Chronic infection with Hepatitis B Virus (HBV) is a public health problem, since more than 240 million people are infected worldwide. Not all of them require antiviral treatment, but only those with chronic hepatitis, either HBeAg positive or HBeAg negative. Complete cure of HBV infection is impossible due to the persistence of covalently closed circular DNA (cccDNA) integrated into the hosts’ liver cells. An ideal end-point is the functional cure: HBsAg loss with or without HBs seroconversion, which is also rather hard to achieve, especially after nucleos(t)ide analogs (NA) treatment.

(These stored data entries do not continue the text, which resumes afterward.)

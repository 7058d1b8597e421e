use blake2::{Blake2b512, Digest};
use chacha20::ChaCha20;
use chacha20::cipher::{KeyIvInit, StreamCipher};
use rand::Rng;
use rand::rngs::ThreadRng;
use zeroize::Zeroizing;

const KEY_LEN: usize = 32;
const BUFFER_LEN: usize = 512;

/// Source of uniformly distributed choices.
///
/// Every random decision made while building a password goes through this
/// trait, so a seeded [`Keystream`] reproduces the exact same output.
pub trait Entropy {
    /// Uniform index in `0..bound`. Panics when `bound` is zero.
    fn below(&mut self, bound: usize) -> usize;

    fn pick<T: Copy>(&mut self, items: &[T]) -> T {
        items[self.below(items.len())]
    }

    fn coin(&mut self) -> bool {
        self.below(2) == 0
    }
}

/// Thread-local CSPRNG from `rand`.
pub struct SystemEntropy(ThreadRng);

impl Default for SystemEntropy {
    fn default() -> Self {
        Self(rand::thread_rng())
    }
}

impl Entropy for SystemEntropy {
    fn below(&mut self, bound: usize) -> usize {
        assert!(bound > 0, "cannot pick from an empty range");
        self.0.gen_range(0..bound)
    }
}

/// Deterministic ChaCha20 keystream keyed from a seed phrase.
pub struct Keystream {
    cipher: ChaCha20,
    buffer: Zeroizing<Vec<u8>>,
    pos: usize,
}

impl Keystream {
    pub fn from_key(key: &[u8; KEY_LEN]) -> Self {
        let mut cipher = ChaCha20::new(key.into(), &[0u8; 12].into());
        let mut buffer = Zeroizing::new(vec![0u8; BUFFER_LEN]);
        cipher.apply_keystream(&mut buffer);

        Self {
            cipher,
            buffer,
            pos: 0,
        }
    }

    /// The key is the first 32 bytes of BLAKE2b-512 over the seed.
    pub fn from_seed(seed: &str) -> Self {
        let mut hasher = Blake2b512::new();
        hasher.update(seed.as_bytes());
        let digest = hasher.finalize();

        let mut key = Zeroizing::new([0u8; KEY_LEN]);
        key.copy_from_slice(&digest[..KEY_LEN]);

        Self::from_key(&key)
    }

    fn next_u32(&mut self) -> u32 {
        if self.pos + 4 > self.buffer.len() {
            self.buffer.fill(0);
            self.cipher.apply_keystream(&mut self.buffer);
            self.pos = 0;
        }

        let word = u32::from_le_bytes([
            self.buffer[self.pos],
            self.buffer[self.pos + 1],
            self.buffer[self.pos + 2],
            self.buffer[self.pos + 3],
        ]);
        self.pos += 4;
        word
    }
}

impl Entropy for Keystream {
    fn below(&mut self, bound: usize) -> usize {
        assert!(bound > 0, "cannot pick from an empty range");
        let bound = bound as u64;
        let space = 1u64 << 32;
        assert!(bound <= space, "bound exceeds 32 bits");

        let rejection_threshold = space - (space % bound);

        loop {
            let random_u32 = self.next_u32() as u64;
            if random_u32 < rejection_threshold {
                return (random_u32 % bound) as usize;
            }
        }
    }
}

/// Replays a fixed list of picks; panics when a pick is out of range.
#[cfg(test)]
pub(crate) struct Script(std::collections::VecDeque<usize>);

#[cfg(test)]
impl Script {
    pub(crate) fn new(picks: &[usize]) -> Self {
        Self(picks.iter().copied().collect())
    }

    pub(crate) fn is_exhausted(&self) -> bool {
        self.0.is_empty()
    }
}

#[cfg(test)]
impl Entropy for Script {
    fn below(&mut self, bound: usize) -> usize {
        let pick = self.0.pop_front().expect("script exhausted");
        assert!(pick < bound, "scripted pick {} out of range 0..{}", pick, bound);
        pick
    }
}
use crate::Mode;
use anyhow::{Context, Result};
use console::Style;
use rpassword::read_password;
use std::io::{self, Write};
use sylpass::generator::{MAX_LENGTH, MIN_LENGTH, SEPARATOR};
use unicode_normalization::UnicodeNormalization;
use zeroize::Zeroizing;

pub struct DisplayOptions {
    pub unicode_support: bool,
    pub color_support: bool,
    pub quiet: bool,
}

#[derive(Debug, Clone, Copy, PartialEq, Eq)]
pub enum Decision {
    Accept,
    Retry,
}

pub struct PasswordStats {
    pub length: usize,
    pub digits: usize,
    pub uppercase: usize,
    pub separators: usize,
}

impl PasswordStats {
    pub fn of(password: &str) -> Self {
        Self {
            length: password.chars().count(),
            digits: password.chars().filter(|c| c.is_ascii_digit()).count(),
            uppercase: password.chars().filter(|c| c.is_uppercase()).count(),
            separators: password.chars().filter(|c| *c == SEPARATOR).count(),
        }
    }
}

pub fn detect_unicode_support() -> bool {
    supports_unicode::on(supports_unicode::Stream::Stdout)
}

pub fn detect_color_support() -> bool {
    supports_color::on(supports_color::Stream::Stdout).is_some()
}

pub fn get_status_symbols(unicode_support: bool) -> (&'static str, &'static str) {
    if unicode_support {
        ("✓", "!")
    } else {
        ("+", "!")
    }
}

fn tree_branches(unicode_support: bool) -> (&'static str, &'static str) {
    if unicode_support {
        ("├─", "└─")
    } else {
        ("|-", "`-")
    }
}

pub fn parse_mode(input: &str) -> Option<Mode> {
    match input.trim().to_lowercase().as_str() {
        "a" | "auto" | "automatic" => Some(Mode::Auto),
        "c" | "custom" => Some(Mode::Custom),
        _ => None,
    }
}

/// Any integer is accepted; the range is checked by the generator.
pub fn parse_length(input: &str) -> Option<i64> {
    input.trim().parse::<i64>().ok()
}

pub fn parse_decision(input: &str) -> Option<Decision> {
    match input.trim().to_lowercase().as_str() {
        "" | "ok" | "ok!" | "y" | "yes" => Some(Decision::Accept),
        "r" | "retry" | "repeat" => Some(Decision::Retry),
        _ => None,
    }
}

/// NFC normalises and strips the line terminator. Other whitespace is kept
/// so that it reaches validation.
pub fn normalize_input(s: &str) -> String {
    s.trim_end_matches(['\n', '\r']).nfc().collect()
}

fn read_line() -> Result<String> {
    let mut input = String::new();
    let read = io::stdin()
        .read_line(&mut input)
        .context("Failed to read from stdin")?;

    if read == 0 {
        anyhow::bail!("Input closed");
    }

    Ok(input)
}

fn prompt(label: &str) -> Result<String> {
    print!("{}: ", label);
    io::stdout().flush()?;
    read_line()
}

pub fn greet() {
    println!("Hello! I will pick a password for you.");
    println!("Automatic mode builds one from syllables, custom mode starts it with a sequence of yours.");
    println!();
}

pub fn prompt_mode() -> Result<Mode> {
    loop {
        let input = prompt("Mode [a]utomatic or [c]ustom")?;
        if let Some(mode) = parse_mode(&input) {
            return Ok(mode);
        }
        println!("Please answer \"a\" or \"c\".");
    }
}

pub fn prompt_length() -> Result<i64> {
    let label = format!(
        "Total password length from {} to {} (inclusive)",
        MIN_LENGTH, MAX_LENGTH
    );

    loop {
        let input = prompt(&label)?;
        match parse_length(&input) {
            Some(length) => return Ok(length),
            None => {
                tracing::debug!("non-numeric length entered");
                println!("Please enter the length using digits.");
            }
        }
    }
}

pub fn prompt_sequence(echo: bool) -> Result<Zeroizing<String>> {
    println!("Enter a sequence no longer than the total password length,");
    println!("for example your favourite brand. Use latin letters and/or digits.");

    let raw = if echo {
        Zeroizing::new(prompt("Sequence")?)
    } else {
        print!("Sequence (hidden): ");
        io::stdout().flush()?;
        Zeroizing::new(read_password().context("Failed to read sequence")?)
    };

    Ok(Zeroizing::new(normalize_input(&raw)))
}

pub fn prompt_decision() -> Result<Decision> {
    loop {
        let input = prompt("[OK] or [r]etry")?;
        if let Some(decision) = parse_decision(&input) {
            return Ok(decision);
        }
        println!("Please answer \"ok\" or \"r\".");
    }
}

pub fn display_password(output: &Zeroizing<String>, mode: Mode, options: &DisplayOptions) {
    if options.quiet {
        println!("{}", &**output);
        return;
    }

    println!("\nYour password:\n\n{}\n", &**output);
    display_stats(&PasswordStats::of(output), mode, options);
}

pub fn display_rejection(message: &str, options: &DisplayOptions) {
    if options.quiet {
        eprintln!("{}", message);
        return;
    }

    let style = if options.color_support {
        Style::new().yellow()
    } else {
        Style::new()
    };
    let (_, check_warn) = get_status_symbols(options.unicode_support);

    println!(
        "\n{} {}\n",
        style.apply_to(format!("[{}]", check_warn)),
        style.apply_to(message)
    );
}

fn display_stats(stats: &PasswordStats, mode: Mode, options: &DisplayOptions) {
    let (check_ok, check_warn) = get_status_symbols(options.unicode_support);
    let (branch, last) = tree_branches(options.unicode_support);

    let styled = |ok: bool| {
        if !options.color_support {
            Style::new()
        } else if ok {
            Style::new().green()
        } else {
            Style::new().yellow()
        }
    };

    let digit_ok = stats.digits > 0;
    let upper_ok = stats.uppercase > 0;

    println!("Stats:");
    println!(
        "  {} Length     {} {}",
        branch,
        stats.length,
        if stats.length == 1 { "char" } else { "chars" }
    );
    println!(
        "  {} Digits     {} {}",
        branch,
        styled(digit_ok).apply_to(format!("[{}]", if digit_ok { check_ok } else { check_warn })),
        styled(digit_ok).apply_to(stats.digits)
    );
    println!(
        "  {} Capitals   {} {}",
        branch,
        styled(upper_ok).apply_to(format!("[{}]", if upper_ok { check_ok } else { check_warn })),
        styled(upper_ok).apply_to(stats.uppercase)
    );
    println!("  {} Separators {}", branch, stats.separators);
    println!(
        "  {} Mode       {}",
        last,
        match mode {
            Mode::Auto => "automatic",
            Mode::Custom => "custom",
        }
    );
    println!();
}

Thus, the main endpoint of all current treatment strategies is long-term suppression of HBV DNA levels. All NA therapies have a potent inhibition effect on HBV replication. The problem is that after NA cessation the viral replication restarts. The only firm indication to stop NA therapy is HBsAg loss, preferably with seroconversion to anti-HBsAb. In HBeAg positive non-cirrhotic patients, NA therapy can be stopped if HBeAg seroconversion and HBV DNA undetectability are achieved, but only after 12 months of consolidation therapy. In HBeAg negative chronic hepatitis, life-long NA long-term treatment is recommended. However, published data showed that viral relapse following NA cessation in these patients can trigger an immune response that would lead to a durable remission. In HBeAg-negative patients, treatment discontinuation can be considered after more than 3 years of on-treatment undetectable HBV DNA and only if close monitoring is possible. NA treatment should be continued indefinitely in cirrhotic patients.

Keywords:

HBeAg seroconversion, HBsAg loss, Hepatitis B virus, Nucleos(t)ide analogs, Stop treatment, Virologic response.